A native of Olean, NY, Hodgson was the son of a teen mother who was 15 at the time of his birth. Around the time he was 18 months old, the mother’s boyfriend — who was not Hodgson’s biological father and an apparent drug dealer — was taking care of a sick Hodgson while his mother was at high school. The boyfriend couldn’t handle the incessant crying of the sick child and placed him on a burning wood stove in just a diaper causing 3rd-degree burns which Hodgson says are still scars he carries to this day. Hodgson was placed into foster care right after that incident and the foster family, Rebecca and Larry Hodgson, adopted Bryan about 18 months after he entered their home. Rebecca Hodgson is also the product of foster care. The Hodgson’s were able to attend USF’s NCAA Tournament this week to watch Bryan coach his team in Buffalo near where he grew up. Larry Hodgson has dementia and has a hard time traveling, so this was his first chance to see Bryan in person as a head coach.

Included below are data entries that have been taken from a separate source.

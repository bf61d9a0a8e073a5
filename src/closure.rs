//! The maximal-biclique closure operator shared by the enumeration and approximation solvers.
//!
//! Given two seed sets and a neighbor function restricted to some active edge set, the operator
//! alternates `L <- intersection of N(v) over R` and `R <- (intersection of N(v) over L) - L`
//! until a fixed point is reached or a side runs empty. Each round either shrinks a side or
//! leaves both unchanged, so at most min(|L|, |R|) rounds happen.

use fxhash::FxHashSet;

/// Intersects the neighborhoods of all vertices in `set`. Empty `set` yields the empty set.
pub fn common_neighbors<F>(set: &FxHashSet<usize>, neighbors: &F) -> FxHashSet<usize>
where
    F: Fn(usize) -> FxHashSet<usize>,
{
    let mut iter = set.iter();
    let first = match iter.next() {
        Some(v) => *v,
        None => return FxHashSet::default(),
    };
    let mut intersection = neighbors(first);
    for v in iter {
        if intersection.is_empty() {
            break;
        }
        let nv = neighbors(*v);
        intersection.retain(|w| nv.contains(w));
    }
    intersection
}

/// Expands the seed pair `(left, right)` to a maximal biclique with respect to the edge set
/// underlying `neighbors`.
///
/// If the returned pair is non-empty on both sides, every left-right pair is an active edge and
/// no vertex can join either side without breaking completeness. Applying the operator to an
/// already-maximal pair returns it unchanged.
pub fn maximal_biclique<F>(
    mut left: FxHashSet<usize>,
    mut right: FxHashSet<usize>,
    neighbors: &F,
) -> (FxHashSet<usize>, FxHashSet<usize>)
where
    F: Fn(usize) -> FxHashSet<usize>,
{
    while !left.is_empty() && !right.is_empty() {
        let new_left = common_neighbors(&right, neighbors);
        if new_left.is_empty() {
            left = new_left;
            break;
        }
        let mut new_right = common_neighbors(&new_left, neighbors);
        new_right.retain(|v| !new_left.contains(v));
        let converged = new_left == left && new_right == right;
        left = new_left;
        right = new_right;
        if converged {
            break;
        }
    }
    (left, right)
}

/// Seeds the closure from a single active edge `(u, v)`: `L = N(u)` and `R = N(v) - L`.
pub fn maximal_biclique_from_edge<F>(
    u: usize,
    v: usize,
    neighbors: &F,
) -> (FxHashSet<usize>, FxHashSet<usize>)
where
    F: Fn(usize) -> FxHashSet<usize>,
{
    let left = neighbors(u);
    let mut right = neighbors(v);
    right.retain(|w| !left.contains(w));
    maximal_biclique(left, right, neighbors)
}
//! Implementation of a simple graph data structure over integer vertices with optionally
//! directed and optionally weighted edges.

use fxhash::{FxHashMap, FxHashSet};
use crate::cust_error::ValidationError;

/// An edge between two vertices.
///
/// Undirected edges are canonicalized on construction so that two edges are equal iff their
/// vertex sets (and weights) match. Directed edges keep their order and must not self-loop.
#[derive(Debug, Clone, PartialEq, Eq, Hash)]
pub struct Edge {
    ends: (usize, usize),
    directed: bool,
    weight: Option<i64>,
}

impl Edge {

    /// Creates an undirected, unweighted edge. Self-loops are permitted.
    pub fn new(u: usize, v: usize) -> Self {
        Edge {
            ends: (u.min(v), u.max(v)),
            directed: false,
            weight: None,
        }
    }

    /// Creates an undirected edge with weight `w`.
    pub fn weighted(u: usize, v: usize, w: i64) -> Self {
        Edge {
            ends: (u.min(v), u.max(v)),
            directed: false,
            weight: Some(w),
        }
    }

    /// Creates a directed edge from `u` to `v`.
    pub fn directed(u: usize, v: usize) -> Result<Self, ValidationError> {
        if u == v {
            return Err(ValidationError::DirectedSelfLoop(u))
        }
        Ok(Edge {
            ends: (u, v),
            directed: true,
            weight: None,
        })
    }

    /// Creates a directed edge from `u` to `v` with weight `w`.
    pub fn directed_weighted(u: usize, v: usize, w: i64) -> Result<Self, ValidationError> {
        let mut edge = Edge::directed(u, v)?;
        edge.weight = Some(w);
        Ok(edge)
    }

    /// Returns both endpoints. For directed edges the order is (source, target).
    pub fn endpoints(&self) -> (usize, usize) {
        self.ends
    }

    pub fn is_directed(&self) -> bool {
        self.directed
    }

    pub fn is_loop(&self) -> bool {
        self.ends.0 == self.ends.1
    }

    pub fn weight(&self) -> Option<i64> {
        self.weight
    }

    /// Checks if `v` is an endpoint of `self`.
    pub fn contains(&self, v: usize) -> bool {
        self.ends.0 == v || self.ends.1 == v
    }

    /// Returns the endpoint opposite to `v`. For a self-loop this is `v` itself.
    pub fn other(&self, v: usize) -> usize {
        if self.ends.0 == v {
            self.ends.1
        } else {
            self.ends.0
        }
    }

}

/// A graph holding a vertex set, an incidence map from each vertex to its incident edges and a
/// weight map that doubles as the canonical edge set.
///
/// Invariants: every edge endpoint is a vertex of the graph, and the incidence map of a vertex
/// holds exactly the edges touching it. All mutations keep both maps consistent.
#[derive(Debug, Clone, Default)]
pub struct Graph {
    vertices: FxHashSet<usize>,
    incidence: FxHashMap<usize, FxHashSet<Edge>>,
    weights: FxHashMap<Edge, Option<i64>>,
}

impl Graph {

    pub fn new() -> Self {
        Graph::default()
    }

    /// Creates a graph from a sequence of vertex pairs, adding endpoints as vertices first.
    /// Returns a `ValidationError` if a pair occurs twice.
    pub fn from_pairs(pairs: &[(usize, usize)]) -> Result<Self, ValidationError> {
        let mut graph = Graph::new();
        for &(u, v) in pairs {
            graph.add_vertex(u);
            graph.add_vertex(v);
        }
        for &(u, v) in pairs {
            graph.add_edge(Edge::new(u, v))?;
        }
        Ok(graph)
    }

    /// Returns an `Iterator` over all vertices.
    pub fn vertices(&self) -> impl Iterator<Item = usize> + '_ {
        self.vertices.iter().copied()
    }

    pub fn contains_vertex(&self, v: usize) -> bool {
        self.vertices.contains(&v)
    }

    /// Returns the number of vertices of `self`.
    pub fn n(&self) -> usize {
        self.vertices.len()
    }

    /// Returns the number of edges of `self`.
    pub fn m(&self) -> usize {
        self.weights.len()
    }

    /// Returns an `Iterator` over all edges.
    pub fn edges(&self) -> impl Iterator<Item = &Edge> + '_ {
        self.weights.keys()
    }

    /// Returns the edge-to-weight map, which also serves as the canonical edge set.
    pub fn edge_weights(&self) -> &FxHashMap<Edge, Option<i64>> {
        &self.weights
    }

    pub fn contains_edge(&self, edge: &Edge) -> bool {
        self.weights.contains_key(edge)
    }

    /// Returns the sum of all edge weights, counting unweighted edges as 0.
    pub fn total_weight(&self) -> i64 {
        self.weights.values().flatten().sum()
    }

    /// Returns the edges incident to `v`, or `None` if `v` is not a vertex of `self`.
    pub fn incident_edges(&self, v: usize) -> Option<&FxHashSet<Edge>> {
        self.incidence.get(&v)
    }

    /// Returns the neighbors of `v`. A self-loop makes `v` its own neighbor.
    pub fn adjacent(&self, v: usize) -> FxHashSet<usize> {
        self.incidence
            .get(&v)
            .map(|edges| edges.iter().map(|e| e.other(v)).collect())
            .unwrap_or_default()
    }

    /// Returns the degree of `v`, or `None` if `v` is not a vertex of `self`.
    pub fn degree(&self, v: usize) -> Option<usize> {
        self.incidence.get(&v).map(|edges| edges.len())
    }

    /// Adds `v` to the vertex set. Returns `false` if `v` was already present.
    pub fn add_vertex(&mut self, v: usize) -> bool {
        if self.vertices.insert(v) {
            self.incidence.insert(v, FxHashSet::default());
            true
        } else {
            false
        }
    }

    /// Removes `v` and every edge touching it, keeping incidence and weight maps consistent.
    pub fn remove_vertex(&mut self, v: usize) {
        if !self.vertices.remove(&v) {
            return
        }
        let edges = self.incidence.remove(&v).expect("`v` was a vertex of `self`");
        for edge in edges {
            let other = edge.other(v);
            if other != v {
                if let Some(other_edges) = self.incidence.get_mut(&other) {
                    other_edges.remove(&edge);
                }
            }
            self.weights.remove(&edge);
        }
    }

    /// Adds `edge` to the graph.
    /// Returns a `ValidationError` if an endpoint is unknown or the edge is already present.
    pub fn add_edge(&mut self, edge: Edge) -> Result<(), ValidationError> {
        let (u, v) = edge.endpoints();
        if !self.vertices.contains(&u) {
            return Err(ValidationError::UnknownVertex(u))
        }
        if !self.vertices.contains(&v) {
            return Err(ValidationError::UnknownVertex(v))
        }
        if self.weights.contains_key(&edge) {
            return Err(ValidationError::DuplicateEdge(u, v))
        }
        self.weights.insert(edge.clone(), edge.weight());
        self.incidence.get_mut(&u).expect("`u` is a vertex of `self`").insert(edge.clone());
        if v != u {
            self.incidence.get_mut(&v).expect("`v` is a vertex of `self`").insert(edge);
        }
        Ok(())
    }

    /// Returns the induced star around `v`: the vertex, its neighbors and all incident edges.
    pub fn star(&self, v: usize) -> Graph {
        let mut star = Graph::new();
        star.add_vertex(v);
        if let Some(edges) = self.incidence.get(&v) {
            for edge in edges {
                star.add_vertex(edge.other(v));
                star.add_edge(edge.clone()).expect("incident edges of `v` are distinct");
            }
        }
        star
    }

    /// Merges several graphs into one, skipping edges that are already present.
    pub fn union<'a, I: IntoIterator<Item = &'a Graph>>(graphs: I) -> Graph {
        let mut merged = Graph::new();
        for graph in graphs {
            for v in graph.vertices() {
                merged.add_vertex(v);
            }
            for edge in graph.edges() {
                if !merged.contains_edge(edge) {
                    merged.add_edge(edge.clone()).expect("`edge` is new and its endpoints were added");
                }
            }
        }
        merged
    }

}

impl PartialEq for Graph {
    /// Structural equality: equal vertex sets and equal edge sets.
    fn eq(&self, other: &Self) -> bool {
        self.vertices == other.vertices && self.weights == other.weights
    }
}

impl Eq for Graph {}

#[cfg(test)]
mod tests {
    use super::*;

    #[test]
    fn edge_equality_test() {
        assert_eq!(Edge::new(1, 2), Edge::new(2, 1));
        assert_ne!(Edge::new(1, 2), Edge::weighted(1, 2, 3));
        let d1 = Edge::directed(1, 2).unwrap();
        let d2 = Edge::directed(2, 1).unwrap();
        assert_ne!(d1, d2);
        assert!(Edge::directed(1, 1).is_err());
        assert!(Edge::new(1, 1).is_loop());
    }

    #[test]
    fn add_edge_validation_test() {
        let mut graph = Graph::new();
        graph.add_vertex(0);
        graph.add_vertex(1);
        assert_eq!(graph.add_edge(Edge::new(0, 2)), Err(ValidationError::UnknownVertex(2)));
        assert!(graph.add_edge(Edge::new(0, 1)).is_ok());
        assert_eq!(graph.add_edge(Edge::new(1, 0)), Err(ValidationError::DuplicateEdge(0, 1)));
        assert_eq!(graph.m(), 1);
    }

    #[test]
    fn weighted_edges_test() {
        let mut graph = Graph::new();
        graph.add_vertex(0);
        graph.add_vertex(1);
        graph.add_edge(Edge::weighted(0, 1, 3)).unwrap();
        graph.add_edge(Edge::directed_weighted(1, 0, 4).unwrap()).unwrap();
        assert_eq!(graph.m(), 2);
        assert_eq!(graph.total_weight(), 7);
        assert_eq!(graph.edge_weights().get(&Edge::weighted(0, 1, 3)), Some(&Some(3)));
        assert_eq!(graph.degree(0), Some(2));
        assert_eq!(graph.degree(7), None);
    }

    #[test]
    fn remove_vertex_consistency_test() {
        let mut graph = Graph::from_pairs(&[(0, 1), (0, 2), (1, 2)]).unwrap();
        graph.remove_vertex(0);
        assert_eq!(graph.n(), 2);
        assert_eq!(graph.m(), 1);
        assert!(!graph.incident_edges(1).unwrap().contains(&Edge::new(0, 1)));
        assert!(graph.contains_edge(&Edge::new(1, 2)));
    }

    #[test]
    fn star_test() {
        let graph = Graph::from_pairs(&[(0, 1), (0, 2), (1, 2)]).unwrap();
        let star = graph.star(0);
        assert_eq!(star.n(), 3);
        assert_eq!(star.m(), 2);
        assert!(star.contains_edge(&Edge::new(0, 1)));
        assert!(!star.contains_edge(&Edge::new(1, 2)));
    }

    #[test]
    fn union_test() {
        let g1 = Graph::from_pairs(&[(0, 1), (1, 2)]).unwrap();
        let g2 = Graph::from_pairs(&[(1, 2), (2, 3)]).unwrap();
        let merged = Graph::union([&g1, &g2]);
        assert_eq!(merged.n(), 4);
        assert_eq!(merged.m(), 3);
    }

    #[test]
    fn structural_equality_test() {
        let g1 = Graph::from_pairs(&[(0, 1), (1, 2)]).unwrap();
        let g2 = Graph::from_pairs(&[(1, 2), (0, 1)]).unwrap();
        assert_eq!(g1, g2);
        let mut g3 = g1.clone();
        g3.add_vertex(7);
        assert_ne!(g1, g3);
    }

    #[test]
    fn self_loop_adjacency_test() {
        let mut graph = Graph::new();
        graph.add_vertex(0);
        assert!(graph.add_edge(Edge::new(0, 0)).is_ok());
        assert!(graph.adjacent(0).contains(&0));
        graph.remove_vertex(0);
        assert_eq!(graph.m(), 0);
    }

}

Hodgson is young in head coaching years, but athletic director Steve Napolillo was clearly prioritizing a coach who had already proven he could win a conference title, not simply one who had accumulated credentials elsewhere or had a rising star reputation. Hodgson also reportedly had interest in the Syracuse job, but Field of 68’s Jeff Goodman reported that Hodgson “turned down the Syracuse job” on March 17th. SearchSZN aficionado, Curry Hicks Sage — an internet burner account who has risen to online fame in the college coaching search world — has said on his live shows on X that his sources say Syracuse never formally offered Hodgson the job. It’s likely the truth is somewhere in the middle, but Hodgson is clearly one of the most coveted coaches of this slower than usual coaching carousel cycle.

Hodgson won at two programs without elite resources and has shown an ability to navigate the transfer portal and been adept at figuring out players’ market values well, something Napolillo mentioned as specific areas he wanted his next coach to be expert in during his media availability on March 16th. Providence is not a rebuild-from-scratch situation in terms of facilities, brand, or fan infrastructure and despite having to pay English’s buyout the NIL support, which was north of $10M this season, is expected to continue. The program has everything it needs to be successful and the hope is Hodgson is the coach to harness those resources to get Friartown back to winning again.

The immediate priorities are roster construction, staff assembly, and transfer portal engagement. The new 15-day window for portal entrance officially opens on April 7th. Hodgson will likely begin to have conversations with current Providence players very soon to get a sense for who is open to staying and also whether they fit Hodgson’s style and culture. So far, Stefan Vaaks and Daquan Davis have announced intentions to enter the transfer portal once it opens. Other Providence players with remaining eligibility are Jaylen Harrell (medical redshirt and will have 4 years left), Jamier Jones (3 years), Rich Barron (medical redshirt and will have 2 years left), Ryan Mela (2 years), Peteris Pinnins (3 years), Nilavan Daniels (2 years) and Oswin Erhunmwunse (2 years). 2026 commit Aidan Derkack got a release from Providence last week and English also had a commitment from a player from Germany who is no longer planning to attend Providence, per source.